You would think I would feel left out at this time — all that fun had without me.  But I’m not.  At all.  After an entire day of squeals and giggles and songs and dancing, I’ve had about as much stimulation as I can handle.

So after we finish bath time, he puts the two big girls to bed, and Mae and I retreat to the lazy boy in the corner of my room.  Since we are sadly done with nursing, I give her a bottle, and I sing to her.  Now it is no small miracle that she allows me to do this.  Magoo stopped liking my singing by the time she was a couple of months old, and Goosie pretty much screamed any time I sang from the moment she came into this world.  (Can’t say I blame her.)

But little Mae is different.  She likes it.

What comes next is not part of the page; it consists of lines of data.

use serde::{Deserialize, Serialize};
use serde_json::json;

use crate::canonical;
use crate::hash::double_sha256;
use crate::obolscript_interpreter::script_sig_parts;
use crate::wallet::{verify_signature, Account};

use super::VERSION;

/// Sender/recipient marker for synthetic outputs that no key owns (the
/// genesis seed).
pub const SYSTEM_ADDRESS: &str = "-";

/// An instruction to move obols to one recipient. A transaction is built
/// from a batch of these.
#[derive(Debug, Clone)]
pub struct CoinTransfer {
    /// Recipient account address.
    pub recipient: String,
    /// Recipient public-key fingerprint, embedded in the locking script.
    pub recipient_pub_key_hash: String,
    pub value: u64,
}

impl CoinTransfer {
    pub fn new(recipient: &str, recipient_pub_key_hash: &str, value: u64) -> Self {
        Self {
            recipient: recipient.to_owned(),
            recipient_pub_key_hash: recipient_pub_key_hash.to_owned(),
            value,
        }
    }

    /// Transfer addressed to an account's own identifiers.
    pub fn to_account(account: &Account, value: u64) -> Self {
        Self::new(&account.address(), &account.pub_key_hash(), value)
    }
}

#[derive(Serialize, Deserialize, Debug, Clone, PartialEq)]
pub struct TxInput {
    /// Hash of the transaction whose output is being spent.
    pub prev_tx_hash: String,
    /// Index of that output in the previous transaction.
    pub prev_tx_out_index: usize,
    /// Unlocking script: `<sig> <pubKey>`.
    pub script_sig: String,
    pub value: u64,
    /// Informational: who the spent output was addressed to.
    pub recipient: String,
}

#[derive(Serialize, Deserialize, Debug, Clone, PartialEq)]
pub struct TxOutput {
    pub value: u64,
    pub sender: String,
    pub recipient: String,
    /// Locking script: `dup hash160 <pubKeyHash> equalVerify checkSig`.
    pub script_pub_key: String,
}

impl TxOutput {
    /// Canonical rendering of this output, as embedded in transaction
    /// preimages.
    pub fn canonical_text(&self) -> String {
        canonical::render(vec![
            ("recipient", json!(self.recipient)),
            ("scriptPubKey", json!(self.script_pub_key)),
            ("sender", json!(self.sender)),
            ("value", json!(self.value)),
        ])
    }
}

#[derive(Serialize, Deserialize, Debug, Clone)]
pub struct Transaction {
    pub sender_address: String,
    pub inputs: Vec<TxInput>,
    pub outputs: Vec<TxOutput>,
    pub version: u32,
    pub in_counter: usize,
    pub out_counter: usize,
    pub tx_hash: String,
    pub signature: String,
    pub block_number: Option<usize>,
}

impl Transaction {
    pub fn new(sender_address: &str) -> Self {
        Self {
            sender_address: sender_address.to_owned(),
            inputs: vec![],
            outputs: vec![],
            version: VERSION,
            in_counter: 0,
            out_counter: 0,
            tx_hash: String::new(),
            signature: String::new(),
            block_number: None,
        }
    }

    pub fn add_output(&mut self, output: TxOutput) {
        self.outputs.push(output);
        self.out_counter += 1;
    }

    pub fn extend_inputs(&mut self, inputs: Vec<TxInput>) {
        self.in_counter += inputs.len();
        self.inputs.extend(inputs);
    }

    /// Swaps in a freshly selected input set, e.g. when the executing node
    /// re-selects from the current pool. The signed preimage does not cover
    /// inputs, so this never invalidates the signature.
    pub fn replace_inputs(&mut self, inputs: Vec<TxInput>) {
        self.in_counter = inputs.len();
        self.inputs = inputs;
    }

    pub fn input_total(&self) -> u64 {
        self.inputs.iter().fold(0, |a, e| a + e.value)
    }

    pub fn output_total(&self) -> u64 {
        self.outputs.iter().fold(0, |a, e| a + e.value)
    }

    /// The outputs covered by the transaction hash and signature: everything
    /// except change back to the sender.
    pub fn signed_outputs(&self) -> Vec<&TxOutput> {
        self.outputs
            .iter()
            .filter(|o| o.recipient != self.sender_address)
            .collect()
    }

    /// The canonical preimage for hashing and signing. Inputs are excluded
    /// so that input selection at mining time cannot invalidate the
    /// signature, and change outputs are excluded because they are appended
    /// after signing.
    pub fn canonical_preimage(&self) -> String {
        let signed = self.signed_outputs();
        let output_list = signed
            .iter()
            .map(|o| o.canonical_text())
            .collect::<String>();

        canonical::render(vec![
            ("sender", json!(self.sender_address)),
            ("txOutputList", json!(output_list)),
            ("versionNo", json!(self.version)),
            ("outCounter", json!(signed.len())),
        ])
    }

    pub fn compute_tx_hash(&self) -> String {
        double_sha256(&self.canonical_preimage())
    }

    pub fn set_tx_hash(&mut self) {
        self.tx_hash = self.compute_tx_hash();
    }

    /// Signs the transaction hash with the sender's key.
    pub fn sign_with(&mut self, account: &Account) -> Result<(), Box<dyn std::error::Error>> {
        self.signature = account.sign(&self.tx_hash)?;

        Ok(())
    }

    /// The sender's public key, recovered from the first input's unlocking
    /// script.
    pub fn sender_public_key(&self) -> Option<String> {
        self.inputs
            .first()
            .and_then(|i| script_sig_parts(&i.script_sig))
            .map(|(_, public_key)| public_key)
    }

    /// Checks the stored hash against the canonical preimage and the
    /// signature against the sender's public key.
    pub fn verify(&self) -> bool {
        if self.tx_hash != self.compute_tx_hash() {
            return false;
        }

        match self.sender_public_key() {
            Some(public_key) => verify_signature(&self.tx_hash, &self.signature, &public_key),
            None => false,
        }
    }
}

impl PartialEq for Transaction {
    fn eq(&self, other: &Self) -> bool {
        self.tx_hash == other.tx_hash
    }
}

impl PartialEq<str> for Transaction {
    fn eq(&self, other: &str) -> bool {
        self.tx_hash == other
    }
}

#[cfg(test)]
mod tests {
    use super::*;
    use crate::obolscript_interpreter::pay_to_pub_key_hash;

    fn output_to(sender: &str, recipient: &str, value: u64) -> TxOutput {
        TxOutput {
            value,
            sender: sender.to_owned(),
            recipient: recipient.to_owned(),
            script_pub_key: pay_to_pub_key_hash("00112233445566778899aabbccddeeff00112233"),
        }
    }

    #[test]
    fn hash_ignores_change_outputs() {
        let mut tx = Transaction::new("alice");
        tx.add_output(output_to("alice", "bob", 30));
        tx.set_tx_hash();
        let before = tx.tx_hash.clone();

        // Change back to the sender, appended at mining time.
        tx.add_output(output_to("alice", "alice", 70));

        assert_eq!(tx.compute_tx_hash(), before);
    }

    #[test]
    fn hash_covers_real_outputs() {
        let mut tx = Transaction::new("alice");
        tx.add_output(output_to("alice", "bob", 30));
        tx.set_tx_hash();
        let before = tx.tx_hash.clone();

        tx.add_output(output_to("alice", "carol", 10));

        assert_ne!(tx.compute_tx_hash(), before);
    }

    #[test]
    fn signature_survives_input_reselection() {
        let account = Account::generate().unwrap();
        let mut tx = Transaction::new(&account.address());
        tx.add_output(output_to(&account.address(), "bob", 30));
        tx.extend_inputs(vec![TxInput {
            prev_tx_hash: String::from("aa"),
            prev_tx_out_index: 0,
            script_sig: crate::obolscript_interpreter::script_sig(
                "sig",
                account.public_key_hex(),
            ),
            value: 100,
            recipient: account.address(),
        }]);
        tx.set_tx_hash();
        tx.sign_with(&account).unwrap();
        assert!(tx.verify());

        let replacement = TxInput {
            prev_tx_hash: String::from("bb"),
            prev_tx_out_index: 1,
            script_sig: tx.inputs[0].script_sig.clone(),
            value: 50,
            recipient: account.address(),
        };
        tx.replace_inputs(vec![replacement]);

        assert!(tx.verify());
    }

    #[test]
    fn verify_rejects_a_tampered_recipient() {
        let account = Account::generate().unwrap();
        let mut tx = Transaction::new(&account.address());
        tx.add_output(output_to(&account.address(), "bob", 30));
        tx.extend_inputs(vec![TxInput {
            prev_tx_hash: String::from("aa"),
            prev_tx_out_index: 0,
            script_sig: crate::obolscript_interpreter::script_sig(
                "sig",
                account.public_key_hex(),
            ),
            value: 100,
            recipient: account.address(),
        }]);
        tx.set_tx_hash();
        tx.sign_with(&account).unwrap();

        tx.outputs[0].recipient = String::from("mallory");

        assert!(!tx.verify());
    }
}
use std::{
    error::{self, Error as StdError},
    fmt,
};

use serde::{Deserialize, Serialize};

pub type NetResult<T> = std::result::Result<T, NetError>;

pub type NetError = Box<ErrorKind>;

#[derive(Debug, Serialize, Deserialize)]
pub enum ErrorKind {
    PortUnavailable(String, u16),
    PeerUnreachable(String),
    MalformedMessage(String),
    NotRunning,
}

impl StdError for ErrorKind {
    fn description(&self) -> &str {
        match *self {
            ErrorKind::PortUnavailable(_, _) => "Listen port is not available",
            ErrorKind::PeerUnreachable(_) => "Peer cannot be reached",
            ErrorKind::MalformedMessage(_) => "Message cannot be decoded",
            ErrorKind::NotRunning => "Node has not been started",
        }
    }

    fn cause(&self) -> Option<&dyn error::Error> {
        None
    }
}

impl fmt::Display for ErrorKind {
    #[allow(deprecated)]
    fn fmt(&self, fmt: &mut fmt::Formatter) -> fmt::Result {
        match &*self {
            ErrorKind::PortUnavailable(host, port) => {
                write!(fmt, "{}: {}:{}", self.description(), host, port)
            }
            ErrorKind::PeerUnreachable(endpoint) => {
                write!(fmt, "{}: {}", self.description(), endpoint)
            }
            ErrorKind::MalformedMessage(detail) => {
                write!(fmt, "{}: {}", self.description(), detail)
            }
            ErrorKind::NotRunning => write!(fmt, "{}", self.description()),
        }
    }
}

And so I give her a bottle, and I sing to her.  I sing church songs because they are about the only songs I can actually keep tune to, and they also feel a bit special.  Like I am asking God into our little duo and asking Him to bless us.

I’ll sit there sometimes for five minutes, sometimes for close to an hour, just rocking her and singing.  Breathing in the smell of clean baby.  Thanking God for her.  Thanking her for being who she is.  Wondering at the sheer magnitude of the blessings that have come to me through these three amazing little girls.

And sometimes I’ll say a rosary while I’m still rocking her and she’s fast asleep.  I’ll ask God to steer me in the right direction.  To do right by them.  To be what they need.  To help me lead them to Him.  And I’ll always use one of three rosaries.  One my dad gave me a couple of days before we got married, one that was made out of the roses at my grandma’s wake, or one that Magoo gave me for Mother’s Day last year (the first Mother’s Day gift she ever made me.)

And while I’m praying to God, using these rosaries that came to me through such special circumstances, I am reminded of all who came before me.  All the love that has gotten us to this moment.  All the mothers over all the years throughout all of history who lulled their babies to sleep with the sound of their voice and the gentle rocking motion of their bodies.

And I feel connected to something so much greater while at the same time I feel like my world is suddenly very small.  It’s between us: my girls and me.  Of all the people in all of history in all the world, these three are mine and I am theirs.  We belong together.  Our pieces combine to make one puzzle.

And again I pledge myself to them, and I pray for the strength to do it right.  Because in those tiny little hands, I have been given the entire world.